=== RECORDS TO USE ===
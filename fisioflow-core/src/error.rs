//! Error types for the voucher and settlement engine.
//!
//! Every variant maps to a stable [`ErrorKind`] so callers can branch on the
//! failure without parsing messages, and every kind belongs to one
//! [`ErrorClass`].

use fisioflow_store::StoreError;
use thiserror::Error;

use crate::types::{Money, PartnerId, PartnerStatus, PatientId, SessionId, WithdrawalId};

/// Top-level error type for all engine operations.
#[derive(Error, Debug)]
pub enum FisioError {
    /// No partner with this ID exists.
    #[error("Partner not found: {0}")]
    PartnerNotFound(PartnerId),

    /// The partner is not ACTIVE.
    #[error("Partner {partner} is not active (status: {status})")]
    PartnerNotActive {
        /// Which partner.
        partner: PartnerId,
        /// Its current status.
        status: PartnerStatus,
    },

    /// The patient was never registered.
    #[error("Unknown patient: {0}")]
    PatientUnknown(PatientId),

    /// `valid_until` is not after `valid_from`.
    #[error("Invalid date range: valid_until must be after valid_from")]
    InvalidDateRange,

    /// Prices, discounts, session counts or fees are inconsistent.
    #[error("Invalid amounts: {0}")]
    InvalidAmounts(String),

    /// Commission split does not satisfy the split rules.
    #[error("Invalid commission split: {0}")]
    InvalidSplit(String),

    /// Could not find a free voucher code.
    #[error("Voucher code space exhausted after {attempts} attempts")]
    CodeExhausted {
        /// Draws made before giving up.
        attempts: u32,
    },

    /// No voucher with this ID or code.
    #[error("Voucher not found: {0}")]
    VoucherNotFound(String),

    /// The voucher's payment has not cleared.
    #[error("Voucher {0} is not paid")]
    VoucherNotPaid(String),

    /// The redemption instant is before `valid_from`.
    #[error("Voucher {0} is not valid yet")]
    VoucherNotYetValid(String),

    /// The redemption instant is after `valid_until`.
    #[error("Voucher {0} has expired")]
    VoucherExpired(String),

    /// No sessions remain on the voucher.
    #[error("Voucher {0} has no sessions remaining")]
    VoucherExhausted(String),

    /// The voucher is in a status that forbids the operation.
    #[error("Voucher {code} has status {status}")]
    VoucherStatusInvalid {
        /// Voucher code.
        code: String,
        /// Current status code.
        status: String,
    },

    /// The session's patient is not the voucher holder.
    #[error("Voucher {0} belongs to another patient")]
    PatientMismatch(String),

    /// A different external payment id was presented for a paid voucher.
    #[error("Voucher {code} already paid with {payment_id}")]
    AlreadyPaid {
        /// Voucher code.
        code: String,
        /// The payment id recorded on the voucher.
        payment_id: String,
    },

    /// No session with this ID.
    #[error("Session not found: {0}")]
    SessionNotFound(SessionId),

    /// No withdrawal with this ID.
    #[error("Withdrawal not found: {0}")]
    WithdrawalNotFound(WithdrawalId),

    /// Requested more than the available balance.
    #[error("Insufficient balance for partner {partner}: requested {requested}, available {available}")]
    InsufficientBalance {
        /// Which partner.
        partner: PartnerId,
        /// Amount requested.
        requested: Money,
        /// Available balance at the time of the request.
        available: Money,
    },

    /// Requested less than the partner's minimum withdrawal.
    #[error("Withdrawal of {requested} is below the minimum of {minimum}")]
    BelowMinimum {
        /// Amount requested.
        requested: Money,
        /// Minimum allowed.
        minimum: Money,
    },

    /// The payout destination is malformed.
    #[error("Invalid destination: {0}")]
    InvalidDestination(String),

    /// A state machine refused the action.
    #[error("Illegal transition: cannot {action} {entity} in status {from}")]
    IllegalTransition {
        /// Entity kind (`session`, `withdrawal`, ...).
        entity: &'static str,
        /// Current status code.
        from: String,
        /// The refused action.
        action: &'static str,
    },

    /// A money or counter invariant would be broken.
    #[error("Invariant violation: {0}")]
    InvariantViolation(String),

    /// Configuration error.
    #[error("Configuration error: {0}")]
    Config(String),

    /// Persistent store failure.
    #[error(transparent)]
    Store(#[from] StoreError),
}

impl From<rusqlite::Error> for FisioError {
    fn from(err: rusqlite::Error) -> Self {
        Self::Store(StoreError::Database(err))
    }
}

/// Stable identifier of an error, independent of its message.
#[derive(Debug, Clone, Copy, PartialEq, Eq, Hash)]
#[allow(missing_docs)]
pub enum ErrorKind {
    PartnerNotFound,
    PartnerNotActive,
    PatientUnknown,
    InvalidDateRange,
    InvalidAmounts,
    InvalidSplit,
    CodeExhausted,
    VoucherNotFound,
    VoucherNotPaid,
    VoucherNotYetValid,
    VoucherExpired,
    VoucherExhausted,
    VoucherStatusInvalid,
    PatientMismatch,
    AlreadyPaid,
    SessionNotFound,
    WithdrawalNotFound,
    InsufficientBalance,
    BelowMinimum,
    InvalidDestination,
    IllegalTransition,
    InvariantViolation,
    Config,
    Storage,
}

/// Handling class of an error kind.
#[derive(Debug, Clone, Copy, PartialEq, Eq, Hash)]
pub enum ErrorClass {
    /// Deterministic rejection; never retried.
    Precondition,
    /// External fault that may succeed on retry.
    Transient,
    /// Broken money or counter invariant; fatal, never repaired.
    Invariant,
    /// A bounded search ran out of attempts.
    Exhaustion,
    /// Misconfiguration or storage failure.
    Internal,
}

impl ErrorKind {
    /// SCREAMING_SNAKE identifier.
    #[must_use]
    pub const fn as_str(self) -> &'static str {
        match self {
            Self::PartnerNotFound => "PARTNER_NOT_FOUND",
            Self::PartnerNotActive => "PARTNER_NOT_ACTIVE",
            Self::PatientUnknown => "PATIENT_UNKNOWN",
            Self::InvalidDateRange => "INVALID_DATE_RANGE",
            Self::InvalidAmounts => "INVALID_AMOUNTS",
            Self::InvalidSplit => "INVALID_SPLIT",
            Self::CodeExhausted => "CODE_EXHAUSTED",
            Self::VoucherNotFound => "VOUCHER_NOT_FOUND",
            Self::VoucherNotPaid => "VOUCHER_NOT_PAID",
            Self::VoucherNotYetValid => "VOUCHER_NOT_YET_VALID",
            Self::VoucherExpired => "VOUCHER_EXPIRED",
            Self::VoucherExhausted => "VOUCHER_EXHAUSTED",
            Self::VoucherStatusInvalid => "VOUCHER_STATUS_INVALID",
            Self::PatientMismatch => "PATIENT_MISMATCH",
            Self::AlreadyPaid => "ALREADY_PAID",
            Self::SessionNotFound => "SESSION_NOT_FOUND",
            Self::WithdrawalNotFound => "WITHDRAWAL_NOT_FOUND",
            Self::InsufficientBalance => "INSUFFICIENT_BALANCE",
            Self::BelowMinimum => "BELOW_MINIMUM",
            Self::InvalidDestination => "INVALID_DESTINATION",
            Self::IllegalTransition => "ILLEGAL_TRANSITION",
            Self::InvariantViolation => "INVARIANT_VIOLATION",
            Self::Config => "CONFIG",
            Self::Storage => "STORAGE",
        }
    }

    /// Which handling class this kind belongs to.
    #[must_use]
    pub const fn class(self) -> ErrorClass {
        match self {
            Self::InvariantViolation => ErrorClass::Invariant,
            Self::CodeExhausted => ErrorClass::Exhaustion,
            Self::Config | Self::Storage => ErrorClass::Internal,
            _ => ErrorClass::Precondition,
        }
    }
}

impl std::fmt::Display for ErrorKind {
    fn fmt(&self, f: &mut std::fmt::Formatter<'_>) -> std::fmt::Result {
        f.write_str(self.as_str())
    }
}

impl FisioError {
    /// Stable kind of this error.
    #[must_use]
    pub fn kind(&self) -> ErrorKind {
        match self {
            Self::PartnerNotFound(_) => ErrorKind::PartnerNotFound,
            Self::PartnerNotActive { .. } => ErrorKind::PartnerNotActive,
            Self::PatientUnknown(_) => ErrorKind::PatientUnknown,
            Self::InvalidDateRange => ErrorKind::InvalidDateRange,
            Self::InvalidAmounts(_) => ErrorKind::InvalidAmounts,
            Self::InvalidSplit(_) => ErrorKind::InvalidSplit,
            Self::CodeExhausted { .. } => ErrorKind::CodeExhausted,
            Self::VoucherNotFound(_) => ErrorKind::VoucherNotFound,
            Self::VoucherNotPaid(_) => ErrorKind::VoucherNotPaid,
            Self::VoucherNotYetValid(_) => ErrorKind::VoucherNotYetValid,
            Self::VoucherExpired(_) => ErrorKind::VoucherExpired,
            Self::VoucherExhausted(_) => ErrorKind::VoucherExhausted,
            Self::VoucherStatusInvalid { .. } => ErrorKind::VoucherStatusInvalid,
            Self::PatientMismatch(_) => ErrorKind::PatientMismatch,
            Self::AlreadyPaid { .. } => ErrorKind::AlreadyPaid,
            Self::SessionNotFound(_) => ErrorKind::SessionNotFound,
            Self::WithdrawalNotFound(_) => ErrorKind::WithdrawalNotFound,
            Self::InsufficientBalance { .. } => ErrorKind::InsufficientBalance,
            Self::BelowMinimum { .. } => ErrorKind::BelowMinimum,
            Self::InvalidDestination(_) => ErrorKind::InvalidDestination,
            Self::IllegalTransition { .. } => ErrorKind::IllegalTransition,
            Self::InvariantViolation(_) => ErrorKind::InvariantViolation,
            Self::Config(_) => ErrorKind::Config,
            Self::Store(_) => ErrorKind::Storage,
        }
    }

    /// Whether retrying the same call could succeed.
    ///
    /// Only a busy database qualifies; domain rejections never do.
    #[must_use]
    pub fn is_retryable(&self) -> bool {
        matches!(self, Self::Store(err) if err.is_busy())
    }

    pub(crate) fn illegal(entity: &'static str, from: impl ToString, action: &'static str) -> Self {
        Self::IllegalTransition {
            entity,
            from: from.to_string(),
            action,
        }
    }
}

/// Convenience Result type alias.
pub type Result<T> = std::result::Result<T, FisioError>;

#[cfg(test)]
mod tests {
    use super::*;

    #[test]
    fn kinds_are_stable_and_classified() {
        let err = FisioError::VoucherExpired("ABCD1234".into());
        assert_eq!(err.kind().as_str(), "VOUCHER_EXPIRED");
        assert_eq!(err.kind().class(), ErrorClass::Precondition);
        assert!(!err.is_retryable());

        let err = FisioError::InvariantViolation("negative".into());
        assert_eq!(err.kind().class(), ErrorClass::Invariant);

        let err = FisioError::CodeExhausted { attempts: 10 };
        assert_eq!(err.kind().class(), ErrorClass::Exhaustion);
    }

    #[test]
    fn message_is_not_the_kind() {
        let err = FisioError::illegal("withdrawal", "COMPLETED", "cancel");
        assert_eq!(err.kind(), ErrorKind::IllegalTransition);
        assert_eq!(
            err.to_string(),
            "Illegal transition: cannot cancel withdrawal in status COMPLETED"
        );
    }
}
===
Return every line from the entries above that contains the word "WithdrawalId".

use crate::types::{Money, PartnerId, PartnerStatus, PatientId, SessionId, WithdrawalId};
    WithdrawalNotFound(WithdrawalId),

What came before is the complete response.